From dream to nightmare: Shop owners threaten Kochi games

All the venues were expected to follow Kolkata’s lead: Finish the work in style and let the LOC takeover.

Published: 16th September 2017 02:28 AM  |   Last Updated: 16th September 2017 03:31 PM   |  A+A-

Shops operating at the JN Stadium in Kochi. | K Shijith

Express News Service

KOCHI: It was last Sunday that the Salt Lake stadium in Kolkata was handed over to the Local Organising Committee (LOC) of the FIFA U-17 World Cup so that they could conduct the necessary last minute arrangements. Tournament director Javier Ceppi, during the function, told that the stadium appeared like a museum or the lobby of a five-star hotel. All the venues were expected to follow Kolkata’s lead: Finish the work in style and let the LOC takeover.

However, on Friday, five days after the Kolkata ceremony, things are in a precarious state in Kochi. Owners of business establishments at the Jawaharlal Nehru International stadium’s commercial complex have refused to down their shutters and have moved the Kerala High Court challenging the closure notice issued to them by the Greater Cochin Development Authority (GCDA), who owns the stadium.

The GCDA had asked the owners to close their shops from September 15 to October 25. This was done as per FIFA instructions as they felt that security would be compromised if business establishments that even store hazardous materials like fuel are allowed to operate when the event is on. However, 44 shop owners moved the court challenging the closure notice saying that if businesses were disrupted, they would be forced to pay damages to their customers. More than 200 shops operate in the commercial complex situated at the outer circle of the stadium.
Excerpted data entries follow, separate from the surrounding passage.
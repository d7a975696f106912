//! Timeline error types.

use rewind_blob::BlobError;
use rewind_core::{CodecError, DeviceError};
use thiserror::Error;

use crate::NodeId;

/// Timeline error type.
#[derive(Debug, Error)]
pub enum TimelineError {
    /// The node is not (or no longer) in the tree.
    #[error("node not found: {0}")]
    NodeNotFound(NodeId),

    /// A delete precondition does not hold. Nothing was changed.
    #[error("cannot delete {node}: {reason}")]
    CannotDelete { node: NodeId, reason: &'static str },

    /// An event would make ticks decrease along the current path.
    #[error("event at tick {tick} is before the current node's tick {current}")]
    TickRegression { current: u64, tick: u64 },

    /// IO error.
    #[error("io error: {0}")]
    Io(#[from] std::io::Error),

    /// Blob store failure, including on-disk corruption.
    #[error("blob store error: {0}")]
    Blob(#[from] BlobError),

    /// An event in the journal could not be encoded or decoded.
    #[error("codec error: {0}")]
    Codec(#[from] CodecError),

    /// The device refused a state import or a replayed command.
    #[error("device error: {0}")]
    Device(#[from] DeviceError),

    /// A journal record does not fit the tree rebuilt so far.
    #[error("bad journal record at offset {offset}: {reason}")]
    Journal { offset: u64, reason: String },
}

impl TimelineError {
    /// Whether the error means the timeline file is damaged.
    #[must_use]
    pub const fn is_corruption(&self) -> bool {
        match self {
            Self::Blob(e) => e.is_corruption(),
            Self::Codec(_) | Self::Journal { .. } => true,
            _ => false,
        }
    }
}

/// Result type for timeline operations.
pub type TimelineResult<T> = Result<T, TimelineError>;
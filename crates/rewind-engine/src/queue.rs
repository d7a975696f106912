//! FIFO of commands waiting for the worker.

use std::collections::VecDeque;
use std::time::Duration;

use parking_lot::{Condvar, Mutex};
use rewind_core::{Command, Completion};

/// A command waiting to be applied, with the signal its caller holds.
pub struct QueuedCommand {
    pub command: Command,
    pub completion: Completion,
}

impl core::fmt::Debug for QueuedCommand {
    fn fmt(&self, f: &mut core::fmt::Formatter<'_>) -> core::fmt::Result {
        f.debug_struct("QueuedCommand")
            .field("command", &self.command)
            .finish_non_exhaustive()
    }
}

/// Multi-producer, single-consumer command queue.
///
/// Producers only ever push to the back. The worker pops the front and, when
/// a command has to be retried, puts it back at the front, so the retried
/// command keeps its place ahead of everything enqueued meanwhile.
#[derive(Default)]
pub struct CommandQueue {
    items: Mutex<VecDeque<QueuedCommand>>,
    not_empty: Condvar,
}

impl CommandQueue {
    #[must_use]
    pub fn new() -> Self {
        Self::default()
    }

    /// Append a command and wake the worker.
    pub fn push(&self, command: Command) -> Completion {
        let completion = Completion::new();
        self.items.lock().push_back(QueuedCommand {
            command,
            completion: completion.clone(),
        });
        self.not_empty.notify_one();
        completion
    }

    pub fn pop(&self) -> Option<QueuedCommand> {
        self.items.lock().pop_front()
    }

    /// Put a command back at the front for a retry.
    pub fn requeue(&self, queued: QueuedCommand) {
        self.items.lock().push_front(queued);
    }

    /// Block until the queue is non-empty or `timeout` elapses.
    ///
    /// Returns `true` if there is work.
    pub fn wait_for_work(&self, timeout: Duration) -> bool {
        let mut items = self.items.lock();
        if items.is_empty() {
            self.not_empty
                .wait_while_for(&mut items, |items| items.is_empty(), timeout);
        }
        !items.is_empty()
    }

    /// Drop every queued command without signaling it.
    pub fn clear(&self) -> usize {
        let mut items = self.items.lock();
        let dropped = items.len();
        items.clear();
        dropped
    }

    #[must_use]
    pub fn len(&self) -> usize {
        self.items.lock().len()
    }

    #[must_use]
    pub fn is_empty(&self) -> bool {
        self.items.lock().is_empty()
    }
}

impl core::fmt::Debug for CommandQueue {
    fn fmt(&self, f: &mut core::fmt::Formatter<'_>) -> core::fmt::Result {
        f.debug_struct("CommandQueue")
            .field("len", &self.len())
            .finish()
    }
}

#[cfg(test)]
mod tests {
    use std::sync::Arc;

    use super::*;

    #[test]
    fn test_requeue_keeps_front() {
        let queue = CommandQueue::new();
        queue.push(Command::RunUntil { stop_tick: 10 });
        queue.push(Command::Reset);

        let first = queue.pop().unwrap();
        queue.push(Command::Pause);
        queue.requeue(first);

        assert_eq!(queue.pop().unwrap().command, Command::RunUntil { stop_tick: 10 });
        assert_eq!(queue.pop().unwrap().command, Command::Reset);
        assert_eq!(queue.pop().unwrap().command, Command::Pause);
        assert!(queue.pop().is_none());
    }

    #[test]
    fn test_wait_wakes_on_push() {
        let queue = Arc::new(CommandQueue::new());
        assert!(!queue.wait_for_work(Duration::from_millis(1)));

        let producer = Arc::clone(&queue);
        let handle = std::thread::spawn(move || {
            std::thread::sleep(Duration::from_millis(10));
            producer.push(Command::Reset);
        });
        assert!(queue.wait_for_work(Duration::from_secs(5)));
        handle.join().unwrap();
    }

    #[test]
    fn test_clear_leaves_completions_unsignaled() {
        let queue = CommandQueue::new();
        let completion = queue.push(Command::Reset);
        assert_eq!(queue.clear(), 1);
        assert!(queue.is_empty());
        assert!(!completion.is_complete());
    }
}
//! Append-only blob storage with delta chains.
//!
//! Every payload is written once and addressed by the offset of its record.
//! Successive machine snapshots are usually stored as diffs against an
//! earlier one, so a long history costs little more than its first state.
//!
//! ```text
//! ┌────────┬─────────┬───────────┬────────┬─────────┬──────┐
//! │ header │ frame   │ compressed│ frame  │ diff ───┼─► base
//! └────────┴─────────┴───────────┴────────┴─────────┴──────┘
//! ```
//!
//! Outer layers interleave their own frames (tag `>= 0x10`) with blobs and
//! scan them back with a [`RecordCursor`]. See [`record`] for the layout.
//!
//! # Example
//!
//! ```no_run
//! use rewind_blob::{BlobStore, StoreConfig};
//!
//! let store = BlobStore::open("states.rwd", StoreConfig::default())?;
//! let first = store.write_smallest(&[0u8; 4096], None)?;
//! let second = store.write_smallest(&[1u8; 4096], Some(first))?;
//! assert_eq!(store.read(second)?, vec![1u8; 4096]);
//! # Ok::<(), rewind_blob::BlobError>(())
//! ```

#![allow(clippy::redundant_pub_crate)]

mod config;
mod cursor;
mod delta;
mod error;
pub mod record;
mod replace;
mod store;

pub use config::StoreConfig;
pub use cursor::{Frame, RecordCursor};
pub use delta::{DeltaCodec, XorDelta};
pub use error::{BlobError, BlobResult};
pub use record::{BlobKind, FIRST_FRAME_TAG};
pub use replace::{Recovery, atomic_replace, backup_path, recover, scratch_path};
pub use store::{Blob, BlobStore};
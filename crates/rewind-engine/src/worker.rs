//! The worker loop: the only code that changes device state.

use std::sync::Arc;

use rewind_core::{Command, Device, DeviceError, Event, Outcome, Rejection};

use crate::engine::Shared;
use crate::queue::QueuedCommand;
use crate::status::{EngineState, RunMode};

/// Result of executing one command.
enum Step {
    /// Finished; zero or one event to publish.
    Done(Option<Event>),
    /// A `RunUntil` stopped short of its target; publish and retry.
    Partial(Event),
    /// The audio buffer stayed overrun; retry without an event.
    Stalled,
    Rejected(Rejection),
}

/// Where the next command came from.
enum Work {
    Queued(QueuedCommand),
    Idle(Command),
}

pub(crate) struct Worker<D> {
    shared: Arc<Shared<D>>,
}

impl<D: Device> Worker<D> {
    pub(crate) const fn new(shared: Arc<Shared<D>>) -> Self {
        Self { shared }
    }

    pub(crate) fn run(self) {
        tracing::debug!("Engine worker running");
        loop {
            let Some(work) = self.next_work() else {
                self.set_state(EngineState::Idle);
                self.shared.queue.wait_for_work(self.shared.config.idle_wait);
                continue;
            };

            self.set_state(EngineState::Processing);
            match work {
                Work::Queued(queued) => {
                    if matches!(queued.command, Command::Quit) {
                        queued.completion.complete(Outcome::Applied);
                        let dropped = self.shared.queue.clear();
                        if dropped > 0 {
                            tracing::debug!("Dropped {dropped} commands queued after Quit");
                        }
                        break;
                    }
                    self.process_queued(queued);
                }
                Work::Idle(command) => self.process_idle(&command),
            }
        }
        self.set_state(EngineState::Stopped);
        tracing::debug!("Engine worker exited");
    }

    fn set_state(&self, state: EngineState) {
        *self.shared.state.lock() = state;
    }

    fn next_work(&self) -> Option<Work> {
        if let Some(queued) = self.shared.queue.pop() {
            return Some(Work::Queued(queued));
        }
        self.idle_command().map(Work::Idle)
    }

    /// Command to run while the queue is empty, if any.
    fn idle_command(&self) -> Option<Command> {
        let mode = {
            let control = self.shared.control.lock();
            if !control.allows_idle() {
                return None;
            }
            control.mode
        };

        if mode == RunMode::Reversing {
            return self.reverse_step();
        }

        let tick = self.shared.device.lock().tick();
        self.shared.idle.lock().as_mut()?.next_command(tick)
    }

    /// Restore the newest automatic snapshot, or pause once there are none.
    fn reverse_step(&self) -> Option<Command> {
        let Some(snapshot) = self.shared.snapshots.lock().pop_newest() else {
            tracing::info!("Reverse playback reached its oldest snapshot, pausing");
            self.shared.control.lock().mode = RunMode::Paused;
            return None;
        };

        let result = self.shared.device.lock().import_state(&snapshot.state);
        match result {
            Ok(()) => {
                let command = Command::RevertToSnapshot { id: snapshot.id };
                let tick = self.shared.device.lock().tick();
                if let Some(event) = Event::echo(tick, &command) {
                    self.publish(&command, &event);
                }
                None
            }
            Err(e) => {
                tracing::error!("Reverse step to tick {} failed: {e}", snapshot.tick);
                self.shared.snapshots.lock().clear_auto();
                self.shared.control.lock().mode = RunMode::Paused;
                None
            }
        }
    }

    fn process_queued(&self, queued: QueuedCommand) {
        match self.execute(&queued.command) {
            Step::Done(event) => {
                // Auditors see the event before the caller sees the outcome.
                if let Some(event) = event {
                    self.publish(&queued.command, &event);
                }
                queued.completion.complete(Outcome::Applied);
            }
            Step::Partial(event) => {
                tracing::trace!("Partial run to {}, retrying {:?}", event.tick, queued.command);
                self.publish(&queued.command, &event);
                self.shared.queue.requeue(queued);
            }
            Step::Stalled => self.shared.queue.requeue(queued),
            Step::Rejected(reason) => {
                queued.completion.complete(Outcome::Rejected(reason));
            }
        }
    }

    fn process_idle(&self, command: &Command) {
        match self.execute(command) {
            Step::Done(Some(event)) | Step::Partial(event) => self.publish(command, &event),
            Step::Done(None) | Step::Stalled => {}
            Step::Rejected(reason) => {
                tracing::warn!("Idle command {command:?} rejected: {reason}");
            }
        }
    }

    /// Hand `event` to every auditor, in registration order.
    fn publish(&self, command: &Command, event: &Event) {
        let auditors: Vec<_> = self
            .shared
            .auditors
            .read()
            .iter()
            .map(|(_, auditor)| Arc::clone(auditor))
            .collect();
        for auditor in auditors {
            auditor.audit(command, event);
        }
    }

    fn tick(&self) -> u64 {
        self.shared.device.lock().tick()
    }

    /// Echo event for an engine-level command that was applied.
    fn engine_event(&self, command: &Command) -> Step {
        Step::Done(Event::echo(self.tick(), command))
    }

    fn execute(&self, command: &Command) -> Step {
        match command {
            Command::Unsupported { tag, payload } => {
                tracing::warn!(
                    "Skipping unsupported command tag {tag:#04x} ({} payload bytes)",
                    payload.len()
                );
                Step::Rejected(Rejection::Unsupported)
            }
            Command::Pause => {
                self.shared.control.lock().mode = RunMode::Paused;
                self.engine_event(command)
            }
            Command::Resume => {
                self.shared.control.lock().mode = RunMode::Running;
                self.engine_event(command)
            }
            Command::Reverse => {
                self.shared.control.lock().mode = RunMode::Reversing;
                self.engine_event(command)
            }
            Command::Lock => {
                let mut control = self.shared.control.lock();
                control.locks = control.locks.saturating_add(1);
                drop(control);
                self.engine_event(command)
            }
            Command::Unlock => {
                let mut control = self.shared.control.lock();
                control.locks = control.locks.saturating_sub(1);
                drop(control);
                self.engine_event(command)
            }
            Command::CreateSnapshot { id } => {
                let state = self.shared.device.lock().export_state();
                self.shared.snapshots.lock().create(*id, state);
                self.engine_event(command)
            }
            Command::RevertToSnapshot { id } => {
                let Some(state) = self.shared.snapshots.lock().revert(*id) else {
                    return Step::Rejected(Rejection::UnknownSnapshot(*id));
                };
                self.import(command, &state)
            }
            Command::DeleteSnapshot { id } => {
                if self.shared.snapshots.lock().delete(*id) {
                    self.engine_event(command)
                } else {
                    Step::Rejected(Rejection::UnknownSnapshot(*id))
                }
            }
            Command::LoadSnapshot { blob } => {
                self.shared.snapshots.lock().clear_auto();
                self.import(command, blob)
            }
            Command::RunUntil { .. } => self.run_until(command),
            _ => self.apply(command),
        }
    }

    fn import(&self, command: &Command, state: &[u8]) -> Step {
        let result = self.shared.device.lock().import_state(state);
        match result {
            Ok(()) => self.engine_event(command),
            Err(e) => {
                tracing::warn!("{} failed: {e}", command.name());
                Step::Rejected(Rejection::DeviceFault(e.to_string()))
            }
        }
    }

    fn run_until(&self, command: &Command) -> Step {
        let audio = Arc::clone(&*self.shared.audio.read());
        if audio.is_overrun() && !audio.wait_for_underrun(self.shared.config.audio_wait) {
            tracing::trace!("Audio buffer overrun, holding {command:?}");
            return Step::Stalled;
        }

        let forward = self.shared.control.lock().mode != RunMode::Reversing;
        if forward {
            let mut device = self.shared.device.lock();
            let tick = device.tick();
            let mut snapshots = self.shared.snapshots.lock();
            if snapshots.is_due(tick) {
                let id = snapshots.record(tick, device.export_state());
                tracing::trace!("Automatic snapshot {id:#x} at tick {tick}");
            }
        }

        match self.apply(command) {
            Step::Done(Some(event)) if event.is_partial_run() => Step::Partial(event),
            step => step,
        }
    }

    fn apply(&self, command: &Command) -> Step {
        let result = self.shared.device.lock().apply(command);
        match result {
            Ok(event) => Step::Done(event),
            Err(DeviceError::Unsupported(name)) => {
                tracing::warn!("Device does not support {name}, skipping");
                Step::Rejected(Rejection::Unsupported)
            }
            Err(e) => {
                tracing::warn!("{} rejected: {e}", command.name());
                Step::Rejected(Rejection::DeviceFault(e.to_string()))
            }
        }
    }
}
The shop owners also alleged that move to close the shops was against the specific clause in the lease deed signed between the GCDA and shop owners. The Court asked the State government and GCDA to consider the plight of the tenants and to find out a solution. The FIFA officials had earlier pointed out that they want the shops to remain closed at least 10 days prior to the start of the competition to the end and this was the Standard Operating Procedure across all six venues.

One of the shop owners, who runs a confectionary, told Express that he would incur heavy losses if the shop has to remain closed for almost one-and-a-half-months. “I have to pay the workers their salary and have to cater to the regular customers. So, closing down for almost 45 days is impractical,” he said

The LOC chose to remain vague issuing a statement that said: “We have a contract with GCDA regulating the use of the JNI Stadium for the FIFA U-17 World Cup tournament and we have been given assurances by the State Government of Kerala that all contractual commitments and obligations will be respected.” But Express understands that the contract that FIFA signed with GCDA specifically states that shops have to be closed, meaning games cannot take place in the city, if the court rules to the contrary.  The hearing will continue on Saturday.